On Wednesday, Mosaic Forest Management announced it will defer the harvesting of “old forests” on Vancouver Island and Haida Gwaii for at least 25 years, opting instead to sell nature-based carbon credits to companies that want to offset a portion of their greenhouse gas emissions. The Vancouver-based company is halting logging on 7 per cent of its timberlands, calling it the largest project of its kind in Canada.
Mosaic estimates the program, which it calls the BigCoast Forest Climate Initiative, will generate between $100-million and $300-million, based on current prices for carbon credits. In an interview, Mosaic chief forester Domenico Iannidinardo said: “We expect to make at least as much from the BigCoast initiative as we would earn from harvesting these forests.”
Mosaic oversees forest holdings for two B.C. companies – TimberWest Forest Corp. and Island Timberlands L.P. – which are owned by two pension plans: the British Columbia Investment Management Corp. and the Public Sector Pension Investment Board.
“The BigCoast Forest Climate Initiative brings high-quality, large-scale, nature-based carbon credits to a growing international market,” Mosaic chief executive officer Jeff Zweig said in a news release. “The initiative generates economic value, contributes to the global effort to reduce carbon emissions, and benefits our local partners.”

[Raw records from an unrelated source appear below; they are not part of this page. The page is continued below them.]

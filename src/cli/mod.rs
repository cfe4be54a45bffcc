pub mod commands;
pub mod handlers;
pub mod output;

pub use commands::{CliArgs, Commands, GenerateArgs, InspectArgs, ParseArgs};
pub use output::{OutputFormat, OutputFormatter};
//! Natural-language intent extraction
//!
//! Turns a free-text deployment request into a first `AppConfig` guess. This
//! is a deterministic rule table, not a language model: the request is scanned
//! against the ordered keyword tables in [`rules`], and anything that matches
//! nothing falls back to the generic defaults. Extraction never fails.
//!
//! # Example
//!
//! ```
//! use autodeploy::intent::IntentExtractor;
//! use autodeploy::stack::{AppType, CloudProvider, DeploymentMode};
//!
//! let config = IntentExtractor::standard().parse("Deploy my Flask app on AWS using containers");
//! assert_eq!(config.app_type, AppType::Flask);
//! assert_eq!(config.cloud_provider, CloudProvider::Aws);
//! assert_eq!(config.deployment_mode, DeploymentMode::Container);
//! assert_eq!(config.port, 5000);
//! ```

pub mod name;
pub mod rules;

pub use rules::{first_match, IntentRules, KeywordRule};

use crate::app_config::{derived_name, AppConfig};
use crate::stack::{AppType, CloudProvider, DeploymentMode};
use std::collections::BTreeSet;
use thiserror::Error;
use tracing::debug;

/// Longest request accepted by [`validate_request`].
pub const MAX_REQUEST_LEN: usize = 4096;

/// The request text is unusable; callers should ask again.
#[derive(Debug, Error, Clone, PartialEq, Eq)]
pub enum InputError {
    #[error("Deployment description is empty")]
    Empty,

    #[error("Deployment description is too long ({len} characters, maximum {max})")]
    TooLong { len: usize, max: usize },
}

/// Trims the request and rejects empty or oversized input.
pub fn validate_request(text: &str) -> Result<&str, InputError> {
    let trimmed = text.trim();
    if trimmed.is_empty() {
        return Err(InputError::Empty);
    }
    let len = trimmed.chars().count();
    if len > MAX_REQUEST_LEN {
        return Err(InputError::TooLong {
            len,
            max: MAX_REQUEST_LEN,
        });
    }
    Ok(trimmed)
}

#[derive(Debug, Clone, Copy)]
pub struct IntentExtractor<'r> {
    rules: &'r IntentRules,
}

impl IntentExtractor<'static> {
    pub fn standard() -> Self {
        Self::new(IntentRules::standard())
    }
}

impl<'r> IntentExtractor<'r> {
    pub fn new(rules: &'r IntentRules) -> Self {
        Self { rules }
    }

    /// Builds the intent-only configuration for `text`.
    ///
    /// The port is assigned from the default-port table after the app type
    /// is known, so the result is deployable even without repository evidence.
    pub fn parse(&self, text: &str) -> AppConfig {
        let app_type = first_match(&self.rules.app_types, text).unwrap_or(AppType::Generic);
        let cloud_provider =
            first_match(&self.rules.cloud_providers, text).unwrap_or(CloudProvider::default());
        let deployment_mode =
            first_match(&self.rules.deployment_modes, text).unwrap_or(DeploymentMode::default());

        let explicit_name = name::extract_name(text, self.rules);
        let name = explicit_name
            .clone()
            .unwrap_or_else(|| derived_name(app_type));

        debug!(
            app_type = %app_type,
            cloud = %cloud_provider,
            mode = %deployment_mode,
            name = %name,
            explicit_name = explicit_name.is_some(),
            "Extracted deployment intent"
        );

        AppConfig {
            name,
            app_type,
            cloud_provider,
            deployment_mode,
            port: app_type.default_port(),
            dependencies: BTreeSet::new(),
        }
    }
}

impl Default for IntentExtractor<'static> {
    fn default() -> Self {
        Self::standard()
    }
}
crate::define_id_enum! {
    /// Target cloud provider. AWS is the only provider with every deployment
    /// mode fully modeled.
    CloudProvider {
        Aws => "aws" : "AWS" | "amazon",
        Gcp => "gcp" : "GCP" | "google",
        Azure => "azure" : "Azure" | "microsoft",
    }
}

impl Default for CloudProvider {
    fn default() -> Self {
        CloudProvider::Aws
    }
}

crate::define_id_enum! {
    /// Execution shape of the deployed application
    DeploymentMode {
        Container => "container" : "Container" | "docker",
        Serverless => "serverless" : "Serverless" | "lambda",
        Vm => "vm" : "VM" | "virtual machine",
    }
}

impl Default for DeploymentMode {
    fn default() -> Self {
        DeploymentMode::Container
    }
}

#[cfg(test)]
mod tests {
    use super::*;

    #[test]
    fn test_defaults() {
        assert_eq!(CloudProvider::default(), CloudProvider::Aws);
        assert_eq!(DeploymentMode::default(), DeploymentMode::Container);
    }

    #[test]
    fn test_display_uses_machine_name() {
        assert_eq!(CloudProvider::Gcp.to_string(), "gcp");
        assert_eq!(DeploymentMode::Vm.to_string(), "vm");
        assert_eq!(CloudProvider::Azure.name(), "Azure");
    }

    #[test]
    fn test_parse_aliases() {
        assert_eq!("amazon".parse::<CloudProvider>().unwrap(), CloudProvider::Aws);
        assert_eq!("Lambda".parse::<DeploymentMode>().unwrap(), DeploymentMode::Serverless);
        assert!("kubernetes".parse::<DeploymentMode>().is_err());
    }
}
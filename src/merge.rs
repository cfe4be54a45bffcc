//! Combines intent and repository evidence into the final `AppConfig`.
//!
//! Precedence, most specific first:
//! 1. A detected framework replaces the app type only when it refines it
//!    (`generic` by anything, `nodejs` by `express`/`react`). An explicit
//!    framework from the request is never overridden.
//! 2. A detected port always wins. When the app type was refined and no port
//!    was detected, a port that was still the old type's default moves to the
//!    new type's default.
//! 3. Detected dependencies populate the dependency set.
//! 4. Cloud provider, deployment mode and name are intent-only.

use crate::app_config::AppConfig;
use crate::inspect::Evidence;
use tracing::{debug, info};

#[derive(Debug, Default, Clone, Copy)]
pub struct ConfigurationMerger;

impl ConfigurationMerger {
    pub fn new() -> Self {
        Self
    }

    pub fn merge(&self, base: AppConfig, evidence: &Evidence) -> AppConfig {
        let mut merged = base;

        if let Some(detected) = evidence.framework {
            if merged.app_type.is_refined_by(detected) {
                let had_default_port = merged.port == merged.app_type.default_port();
                debug!(from = %merged.app_type, to = %detected, "Refining app type from evidence");
                merged.app_type = detected;
                if had_default_port {
                    merged.port = detected.default_port();
                }
            } else if merged.app_type != detected {
                info!(
                    requested = %merged.app_type,
                    detected = %detected,
                    "Keeping requested app type over repository evidence"
                );
            }
        }

        if let Some(port) = evidence.port {
            if port != merged.port {
                debug!(from = merged.port, to = port, "Using detected port");
            }
            merged.port = port;
        }

        if !evidence.dependencies.is_empty() {
            merged.dependencies = evidence.dependencies.iter().cloned().collect();
        }

        merged
    }
}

Selling carbon credits has its critics: Some environmentalists say purchasing offsets can allow large industrial emitters to avoid the cost of cutting emissions. To guard against this approach, Mosaic hired global carbon credit adviser ClimeCo Corp. to market the BigCoast initiative. In an interview, ClimeCo CEO William Flederbach said Mosaic’s offsets will initially be sold to companies that already have robust emission-reduction programs – clients that need BigCoast for just a small percentage of their efforts to reach net zero.

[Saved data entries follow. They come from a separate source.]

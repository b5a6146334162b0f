//! Comparison tests between the counting strategies (bracketed search, area estimate,
//! error-bound bracket, linear scan, column summation)

#[cfg(test)]
mod tests {
    use std::sync::Arc;

    use rand::{Rng, SeedableRng};

    use crate::analytic::analytic_count;
    use crate::parity::{has_odd_edge_parity, has_odd_edge_parity_reference};
    use crate::strategy::{AnalyticCounter, CellCounter, EstimateCounter, HuxleyCounter, LinearScanCounter};
    use crate::PatternTable;

    const MAX_RADIUS: u32 = 119;

    /// Helper to build one shared table and every strategy over it
    fn setup_counters() -> (Arc<PatternTable>, EstimateCounter, LinearScanCounter) {
        let table = Arc::new(PatternTable::build(MAX_RADIUS));
        let estimate = EstimateCounter::new(Arc::clone(&table));
        let scan = LinearScanCounter::new(Arc::clone(&table));
        (table, estimate, scan)
    }

    #[test]
    fn test_huxley_agrees_on_tenth_steps() {
        let (table, _, scan) = setup_counters();
        let huxley = HuxleyCounter::new(Arc::clone(&table));
        for i in 0..=(MAX_RADIUS + 2) * 10 {
            let radius = i as f32 * 0.1;
            assert_eq!(
                huxley.num_cells_in_radius(radius),
                scan.num_cells_in_radius(radius),
                "error-bound search differs at r = {radius}"
            );
        }
    }

    #[test]
    fn test_huxley_agrees_on_random_radii() {
        let (table, _, scan) = setup_counters();
        let huxley = HuxleyCounter::new(Arc::clone(&table));
        let mut rng = rand::rngs::StdRng::seed_from_u64(2003);
        for _ in 0..20_000 {
            let radius: f32 = rng.random_range(-1.0..MAX_RADIUS as f32 + 1.0);
            assert_eq!(
                huxley.num_cells_in_radius(radius),
                scan.num_cells_in_radius(radius),
                "error-bound search differs at r = {radius}"
            );
        }
    }

    #[test]
    fn test_strategies_agree_on_tenth_steps() {
        let (table, estimate, scan) = setup_counters();
        for i in 0..=MAX_RADIUS * 10 {
            let radius = i as f32 * 0.1;
            let expected = scan.num_cells_in_radius(radius);
            assert_eq!(table.num_cells_in_radius(radius), expected, "search differs at r = {radius}");
            assert_eq!(estimate.num_cells_in_radius(radius), expected, "estimate differs at r = {radius}");
        }
    }

    #[test]
    fn test_strategies_agree_on_random_radii() {
        let (table, estimate, scan) = setup_counters();
        let mut rng = rand::rngs::StdRng::seed_from_u64(42);
        for _ in 0..20_000 {
            let radius: f32 = rng.random_range(-1.0..MAX_RADIUS as f32 + 1.0);
            let expected = scan.num_cells_in_radius(radius);
            assert_eq!(table.count_within_radius(radius), expected, "search differs at r = {radius}");
            assert_eq!(
                estimate.num_cells_in_radius(radius),
                expected,
                "estimate differs at r = {radius}"
            );
        }
    }

    #[test]
    fn test_analytic_close_to_table() {
        let (table, _, _) = setup_counters();
        let mut worst = 0;
        for i in 10..MAX_RADIUS * 10 {
            let radius = i as f32 * 0.1;
            let exact = table.count_within_radius(radius);
            let approx = analytic_count(radius);
            worst = worst.max(exact.abs_diff(approx));
        }
        assert!(worst <= 2, "analytic count off by {worst} cells");
    }

    #[test]
    fn test_analytic_counter_matches_table_ceiling() {
        let (table, _, _) = setup_counters();
        let analytic = AnalyticCounter::new(MAX_RADIUS);
        assert_eq!(analytic.pattern_len(), table.len());
        assert_eq!(analytic.max_pattern_radius(), table.max_pattern_radius());
        assert_eq!(analytic.num_cells_in_radius(150.0), table.num_cells_in_radius(150.0));
    }

    #[test]
    fn test_parity_oracle_agrees_on_table_range() {
        let mut rng = rand::rngs::StdRng::seed_from_u64(7);
        for _ in 0..100_000 {
            let radius: f32 = rng.random_range(0.0..MAX_RADIUS as f32);
            assert_eq!(
                has_odd_edge_parity(radius),
                has_odd_edge_parity_reference(radius),
                "parity differs at r = {radius}"
            );
        }
    }

    #[test]
    fn test_parity_predicts_count_residue() {
        let (table, _, _) = setup_counters();
        let mut rng = rand::rngs::StdRng::seed_from_u64(1234);
        for _ in 0..10_000 {
            let radius: f32 = rng.random_range(0.0..MAX_RADIUS as f32);
            let residue = if has_odd_edge_parity(radius) { 5 } else { 1 };
            assert_eq!(table.count_within_radius(radius) % 8, residue, "r = {radius}");
        }
    }
}
//! Count lattice cells within a few radii, including one past the ceiling.
//!
//! ```bash
//! RUST_LOG=debug cargo run --example count_cells
//! ```
use radial_pattern::prelude::*;

fn main() {
    env_logger::init();

    let table = PatternTable::build(119);
    println!("Pattern holds {} cells up to radius {}", table.len(), table.max_pattern_radius());

    for radius in [0.0, 1.0, 1.5, 2.0, 10.5, 118.999, 119.0] {
        println!("r = {radius:>8}: {} cells", table.count_within_radius(radius));
    }

    // Saturates and logs an error: the pattern does not reach that far
    let saturated = table.count_within_radius(150.0);
    assert_eq!(saturated, table.len(), "Radii past the ceiling should saturate");

    // The first ring beyond the origin
    for (point, radius) in table.points()[1..5].iter().zip(&table.radii()[1..5]) {
        println!("({:>2}, {:>2}) at {radius}", point.x, point.z);
    }
}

“This is not greenwashing,” said Mr. Flederbach, who co-founded ClimeCo in 2009. “Nature-based carbon credits are a part of sophisticated businesses’ strategies to meet their GHG targets.“ He said BigCoast offsets will be certified under the Verified Carbon Standard, the industry’s most rigorous, and will command a premium price in the rapidly expanding offset trading market.
Mosaic plans to sell carbon credits to airlines, technology companies, heavy industry, banks and energy companies “that have built carbon pricing into their business strategies,” Mr. Flederbach said.

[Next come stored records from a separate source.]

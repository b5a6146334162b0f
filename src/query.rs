//! Cell counting against a built [`PatternTable`].
//!
//! The count within a radius is the index of the first pattern entry farther than that
//! radius. Two searches locate it:
//!
//! - [`PatternTable::count_within_radius`] brackets the index with a closed-form bound on
//!   the Gauss circle count, binary searches the bracket down to a few cache lines, then
//!   steps by 8 through the only residues the count can take.
//! - [`PatternTable::count_within_radius_estimate`] starts at the area estimate `pi * r^2`
//!   and steps by 8 up or down from there.
//! - [`PatternTable::count_within_radius_huxley`] brackets `pi * r^2` by Huxley's bound
//!   on the lattice error term, `4 * r^(131/208)`, binary searches, then scans linearly.
//!
//! The first two rely on the count being `8n + 1` or `8n + 5` (see [`crate::parity`]).

use std::f32::consts::{PI, SQRT_2};

use crate::parity::has_odd_edge_parity;
use crate::pattern::PatternTable;

/// Bracket width below which the binary search hands over to stepping
const LINEAR_GAP: usize = 88;
/// Slack under the `25/8 * r^2` lower bound; the tightest case is r just below sqrt(288)
const LOWER_SLACK: usize = 16;
/// Bracket width below which the error-bound search scans one entry at a time
const SCAN_GAP: usize = 64;

/// Counts for radii below 2, where no table lookup is needed.
///
/// Negative and NaN radii contain nothing.
#[inline]
pub(crate) fn small_radius_count(radius: f32) -> Option<usize> {
    if radius.is_nan() || radius < 0.0 {
        Some(0)
    } else if radius < 1.0 {
        Some(1)
    } else if radius < SQRT_2 {
        Some(5)
    } else if radius < 2.0 {
        Some(9)
    } else {
        None
    }
}

/// Reports radii past the ceiling. Kept out of line so the query path carries no
/// formatting code.
#[cold]
#[inline(never)]
pub(crate) fn check_radius(radius: f32, max_radius: u32) {
    if radius > max_radius as f32 {
        log::error!("Not enough squares to get to radius {radius}. Max is {max_radius}");
    }
}

/// `4 * r^(131/208)` evaluated on the bit pattern of `r`, within 5% for `2 <= r <= 4096`.
///
/// Scaling the biased exponent-and-mantissa bits by the power approximates `r^p`; the
/// high half of the bits suffices at this accuracy, which folds the whole computation
/// into one multiply-add.
#[inline(always)]
fn area_error_bound(radius: f32) -> f32 {
    f32::from_bits((radius.to_bits() >> 16) * 0xA13B + 0x187F_F1C9)
}

/// Offset within an 8-aligned block at which the count can land
#[inline(always)]
fn edge_offset(radius: f32) -> usize {
    if has_odd_edge_parity(radius) { 5 } else { 1 }
}

impl PatternTable {
    /// Number of lattice points within `radius` of the origin.
    ///
    /// Radii at or beyond the ceiling saturate to [`len`](Self::len); radii strictly
    /// beyond it are also reported through `log::error!`.
    ///
    /// # Example
    /// ```
    /// use radial_pattern::PatternTable;
    /// let table = PatternTable::build(119);
    /// assert_eq!(table.count_within_radius(-1.0), 0);
    /// assert_eq!(table.count_within_radius(0.0), 1);
    /// assert_eq!(table.count_within_radius(1.0), 5);
    /// assert_eq!(table.count_within_radius(2.0), 13);
    /// assert_eq!(table.count_within_radius(119.0), table.len());
    /// ```
    pub fn count_within_radius(&self, radius: f32) -> usize {
        if let Some(count) = small_radius_count(radius) {
            return count;
        }
        let len = self.radii.len();
        if radius >= self.max_radius as f32 {
            check_radius(radius, self.max_radius);
            return len;
        }

        let radius_squared = (radius * radius) as usize;
        let mut lower = ((radius_squared * 25) >> 3).saturating_sub(LOWER_SLACK);
        let mut upper = ((radius_squared * 101) >> 5).min(len);
        while upper - lower > LINEAR_GAP {
            let mid = (lower + upper) >> 1;
            if self.radii[mid] <= radius {
                lower = mid;
            } else {
                upper = mid;
            }
        }

        let mut index = (lower & !7) | edge_offset(radius);
        while self.is_within(index, radius) {
            index += 8;
        }
        self.settle(index, radius)
    }

    /// Same count as [`count_within_radius`](Self::count_within_radius), searched from
    /// the area estimate `pi * r^2` by stepping 8 entries at a time in either direction.
    ///
    /// # Example
    /// ```
    /// use radial_pattern::PatternTable;
    /// let table = PatternTable::build(50);
    /// for r in [2.0, 7.3, 25.5, 49.99] {
    ///     assert_eq!(table.count_within_radius_estimate(r), table.count_within_radius(r));
    /// }
    /// ```
    pub fn count_within_radius_estimate(&self, radius: f32) -> usize {
        if let Some(count) = small_radius_count(radius) {
            return count;
        }
        let len = self.radii.len();
        if radius >= self.max_radius as f32 {
            check_radius(radius, self.max_radius);
            return len;
        }

        let estimate = ((PI * radius * radius) as usize).min(len);
        let mut index = (estimate & !7) | edge_offset(radius);
        if self.is_within(index, radius) {
            while self.is_within(index, radius) {
                index += 8;
            }
        } else {
            while index >= 8 && !self.is_within(index - 8, radius) {
                index -= 8;
            }
        }
        self.settle(index, radius)
    }

    /// Same count as [`count_within_radius`](Self::count_within_radius), searched inside
    /// `pi * r^2 +- 4 * r^(131/208)` and finished by a scan of at most 64 entries.
    ///
    /// # Example
    /// ```
    /// use radial_pattern::PatternTable;
    /// let table = PatternTable::build(119);
    /// for r in [2.0, 10.5, 60.0, 118.999] {
    ///     assert_eq!(table.count_within_radius_huxley(r), table.count_within_radius(r));
    /// }
    /// ```
    pub fn count_within_radius_huxley(&self, radius: f32) -> usize {
        if let Some(count) = small_radius_count(radius) {
            return count;
        }
        let len = self.radii.len();
        if radius >= self.max_radius as f32 {
            check_radius(radius, self.max_radius);
            return len;
        }

        let estimate = PI * radius * radius;
        let error_bound = area_error_bound(radius);
        let mut lower = ((estimate - error_bound).floor() as usize).max(1);
        let mut upper = ((estimate + error_bound).ceil() as usize).min(len);
        while upper - lower > SCAN_GAP {
            let mid = (lower + upper) >> 1;
            if self.radii[mid] > radius {
                upper = mid;
            } else {
                lower = mid;
            }
        }

        let mut count = lower;
        while count < upper && self.radii[count] <= radius {
            count += 1;
        }
        count
    }

    /// True when entry `index` exists and lies within `radius`, i.e. `index < count`.
    #[inline(always)]
    fn is_within(&self, index: usize, radius: f32) -> bool {
        self.radii.get(index).is_some_and(|&r| r <= radius)
    }

    /// `index` is the first entry of its residue class beyond `radius`. The parity of
    /// `r * sqrt(1/2)` can disagree with the stored diagonal radii when `r` sits on a
    /// diagonal breakpoint, leaving the count 4 below.
    #[inline(always)]
    fn settle(&self, index: usize, radius: f32) -> usize {
        if self.is_within(index - 4, radius) { index } else { index - 4 }
    }
}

It is setting aside timberlands in the wake of protests against planned logging in the Fairy Creek watershed on Vancouver Island, which is owned by rival forestry company Teal-Jones Group. Mr. Iannidinardo said Mosiac’s decision to halt logging on its properties, some of which are close to Fairy Creek, “will enhance watersheds and preserve the mystique of old growth forests.”
The company will share a portion of BigCoast’s revenue with two charities – the Pacific Salmon Foundation and the Indigenous Protected and Conserved Areas Innovation Program. In a news release, T’Sou-ke First Nation Chief Gordon Planes said: “This initiative provides decades of certainty for First Nations to research these lands.”
Going forward, Mr. Iannidinardo said Mosaic will offer smaller B.C. forest managers and First Nations the opportunity to add their timberlands to the BigCoast initiative. In a news release, Katrine Conroy, B.C.’s Minister of Forests, Lands, Natural Resource Operations and Rural Development, said BigCoast “promises to deliver real benefits for primary forests throughout coastal British Columbia.”
The project also won praise from federal politicians. In a release, Steven Guilbeault, the federal Minister of Environment and Climate Change, said: “Protecting and conserving our old forests like this will go a long way towards tackling the twin crises of biodiversity loss and climate change.”
Editor’s note: This article has been changed from the original version, removing the Alberta Investment Management Corp. from the list of owners of forest holdings managed by Mosaic.